During the fall of 1942, while at work on his thesis, Broderick sought out African American thinkers like Paul Robeson and A. Philip Randolph and read Booker T. Washington and W. E. B. DuBois. “They Too Sing America” reflected a deliberate effort to engage with African American history and diverse voices within the black community, going so far as to flag the only source in his bibliography not written by an African American under a header, “by a white author.” It was within this period that Broderick took on his own community.
That semester, as chairman of the Daily Princetonian, Broderick authored a series of front-page editorials entitled, “White Supremacy at Princeton.” These editorials were a year in the making for Broderick, who had discussed the possibility with the rest of the Prince‘s staff in 1941, asking if they collectively had the courage to take this stand. Together, they agreed they did.
In the first editorial, Broderick noted that with the United States fighting a global war for democracy, in the nation there were “13,000,000 Negroes who are still fighting for the full measure of justice which our Constitution guarantees to all citizens of our country,” pointing out the inferior schools, disenfranchisement, and discrimination in housing and unions that African Americans suffered. Broderick’s second editorial chastised the University because it was the only college in the north with a racially restrictive admissions policy, and in the context of the war, this meant Princeton in “its principle of white supremacy and, in an institution devoted to the free pursuit of truth, implicitly perpetuates a racial theory more characteristic of our enemies than of an American university.”

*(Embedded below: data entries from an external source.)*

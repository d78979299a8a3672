//! Mood, situation and genre driven track recommendations assembled from
//! music catalog searches.

pub mod client;
pub mod config;
pub mod models;
pub mod playlist;
pub mod providers;


pub use client::{CatalogClient, CatalogError, SearchKind};
pub use models::{SongRecord, Source};
pub use playlist::{Genre, Mood, Recommendation, RecommendationRequest, Recommender, Situation};
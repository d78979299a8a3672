use crate::models::RawRecord;
use std::collections::BTreeMap;
use std::fmt;
use thiserror::Error;

/// Errors raised by a catalog provider
#[derive(Debug, Error)]
pub enum CatalogError {
    #[error("Network error: {0}")]
    Transport(String),

    #[error("API error {0}: {1}")]
    Status(u16, String),

    #[error("Failed to decode response: {0}")]
    Decode(String),

    #[error("Authentication failed: {0}")]
    Auth(String),

    #[error("Operation not supported by this provider: {0}")]
    Unsupported(&'static str),
}

impl From<ureq::Error> for CatalogError {
    fn from(err: ureq::Error) -> Self {
        match err {
            ureq::Error::Status(code, response) => {
                let body = response.into_string().unwrap_or_default();
                CatalogError::Status(code, body)
            }
            ureq::Error::Transport(transport) => CatalogError::Transport(transport.to_string()),
        }
    }
}

impl From<std::io::Error> for CatalogError {
    fn from(err: std::io::Error) -> Self {
        CatalogError::Decode(err.to_string())
    }
}

impl From<serde_json::Error> for CatalogError {
    fn from(err: serde_json::Error) -> Self {
        CatalogError::Decode(err.to_string())
    }
}

/// What a search should return
#[derive(Debug, Clone, Copy, PartialEq, Eq)]
pub enum SearchKind {
    Song,
    Playlist,
}

impl fmt::Display for SearchKind {
    fn fmt(&self, f: &mut fmt::Formatter<'_>) -> fmt::Result {
        match self {
            SearchKind::Song => write!(f, "song"),
            SearchKind::Playlist => write!(f, "playlist"),
        }
    }
}

/// Seed for providers exposing an attribute-targeted recommendation endpoint
#[derive(Debug, Clone, PartialEq)]
pub struct RecommendationSeed {
    pub genre: String,
    pub target_valence: f32,
    pub target_energy: f32,
}

/// Chart entries grouped by category ("songs", "music videos", ...)
pub type Charts = BTreeMap<String, Vec<RawRecord>>;

/// The music catalog capability the recommender is built on.
///
/// Implementations are not expected to honor `limit` exactly.
#[cfg_attr(test, mockall::automock)]
pub trait CatalogClient {
    fn search(&self, query: &str, kind: SearchKind, limit: usize) -> Result<Vec<RawRecord>, CatalogError>;

    fn playlist_tracks(&self, playlist_id: &str, limit: usize) -> Result<Vec<RawRecord>, CatalogError>;

    fn chart(&self, region: &str) -> Result<Charts, CatalogError>;

    fn recommendations(&self, _seed: &RecommendationSeed, _limit: usize) -> Result<Vec<RawRecord>, CatalogError> {
        Err(CatalogError::Unsupported("recommendations"))
    }
}
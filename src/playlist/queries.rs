use super::options::{Genre, Mood, Situation};
use std::collections::HashSet;

const PLAYLIST_MARKER: &str = "playlist";

/// Builds the free-text queries sent to the catalog
pub struct QueryBuilder;

impl QueryBuilder {
    /// Queries for the playlist stage, highest priority first.
    ///
    /// Genre playlist keywords lead, then genre-anchored mood/situation mixes.
    /// Without a genre the mood (and situation) terms drive every query.
    pub fn build_queries(mood: Mood, situation: Situation, genre: Genre) -> Vec<String> {
        let mood_terms = mood.profile().terms;
        let sit_terms = situation.terms();
        let profile = genre.profile();
        let force = profile.force_terms;
        let pl_terms = profile.playlist_terms;

        let mut queries = Vec::new();

        if !pl_terms.is_empty() {
            if !sit_terms.is_empty() {
                queries.push(join(&[head(pl_terms, 2), head(sit_terms, 3), &[PLAYLIST_MARKER]]));
            }
            queries.push(join(&[head(pl_terms, 2), &[PLAYLIST_MARKER]]));
        }

        if !force.is_empty() {
            if !sit_terms.is_empty() {
                queries.push(join(&[
                    head(force, 3),
                    head(sit_terms, 2),
                    head(mood_terms, 2),
                    &[PLAYLIST_MARKER],
                ]));
            }
            queries.push(join(&[head(force, 3), head(mood_terms, 2), &[PLAYLIST_MARKER]]));
        } else {
            if !sit_terms.is_empty() {
                queries.push(join(&[head(mood_terms, 2), head(sit_terms, 3), &[PLAYLIST_MARKER]]));
            }
            queries.push(join(&[head(mood_terms, 3), &[PLAYLIST_MARKER]]));
        }

        dedup_queries(queries)
    }

    /// Queries for the plain song search at the end of the waterfall.
    ///
    /// A selected genre always contributes its force keywords.
    pub fn build_fallback_queries(mood: Mood, situation: Situation, genre: Genre) -> Vec<String> {
        let mood_terms = mood.profile().terms;
        let sit_terms = situation.terms();
        let force = genre.profile().force_terms;

        let queries = if !force.is_empty() {
            vec![
                join(&[head(force, 3), head(sit_terms, 2), head(mood_terms, 2)]),
                join(&[head(force, 3), head(mood_terms, 2), &[PLAYLIST_MARKER]]),
                join(&[head(force, 3), head(sit_terms, 3), &[PLAYLIST_MARKER]]),
            ]
        } else {
            vec![
                join(&[head(mood_terms, 2), head(sit_terms, 3), &[PLAYLIST_MARKER]]),
                join(&[head(mood_terms, 3)]),
            ]
        };

        dedup_queries(queries)
    }
}

/// First `n` terms (fewer if the list is shorter)
fn head<'a>(terms: &'a [&'a str], n: usize) -> &'a [&'a str] {
    &terms[..n.min(terms.len())]
}

fn join(parts: &[&[&str]]) -> String {
    parts
        .iter()
        .flat_map(|part| part.iter())
        .map(|term| term.trim())
        .filter(|term| !term.is_empty())
        .collect::<Vec<_>>()
        .join(" ")
}

/// Drop empty and repeated queries, keeping first occurrences in order
fn dedup_queries(queries: Vec<String>) -> Vec<String> {
    let mut seen = HashSet::new();
    queries
        .into_iter()
        .map(|q| q.trim().to_string())
        .filter(|q| !q.is_empty() && seen.insert(q.clone()))
        .collect()
}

Whig-Clio held a debate on the question, “Should Negroes be admitted to Princeton?” on October 1, 1943, with Broderick and C. Powell Whitehead ’43 arguing the case that they should. They employed the arguments used in the editorials–that Princeton should be true to the principles that the nation was fighting for around the world. Lemuel C. Hutchins ’43, President of the Princeton Senate, argued for the negative, saying it would be impractical because “the Negro undergraduate at Princeton would necessarily be excluded” from extracurricular activities and therefore not receive a full Princeton education. Wallace J. Williamson ’43, also arguing for the negative, stated “that the Negro had particular educational problems that could best be solved in more and better Negro institutions of learning, rather than by admitting Negroes to Princeton.”
After the debate, the Daily Princetonian again put the issue on the front page of its October 3, 1942 issue. This third editorial summarized and then disposed of arguments against admitting African American students. On October 5, the first students in the Navy’s V-12 training program arrived on campus, with four black students among their ranks. At the war’s end, three African American V-12 students were admitted into the undergraduate program and would become Princeton’s first black recipients of an undergraduate degree.
The editorials and these new students set off a firestorm that changed some students’ minds and forced the issue onto the radar of the Board of Trustees. Princeton’s president, Harold Dodds, made no public comment in response. However, Charles Edison, New Jersey’s governor and chair of the Princeton University Board of Trustees, weighed in with his support. “I think it would be a wise step for Princeton to admit Negroes into the University,” he said as quoted in the Chicago Defender. “Although a private institution, Princeton has obligations due to its conspicuous position in American democracy.” When the trustees met October 22, 1942, Dodds brought up the question of admitting African Americans, but the board took no action on it. In the midst of all of these discussions, the Undergraduate Council voted seven to six that African Americans should be admitted to the Graduate School immediately and to the College as soon as the undergraduate body was “properly oriented.”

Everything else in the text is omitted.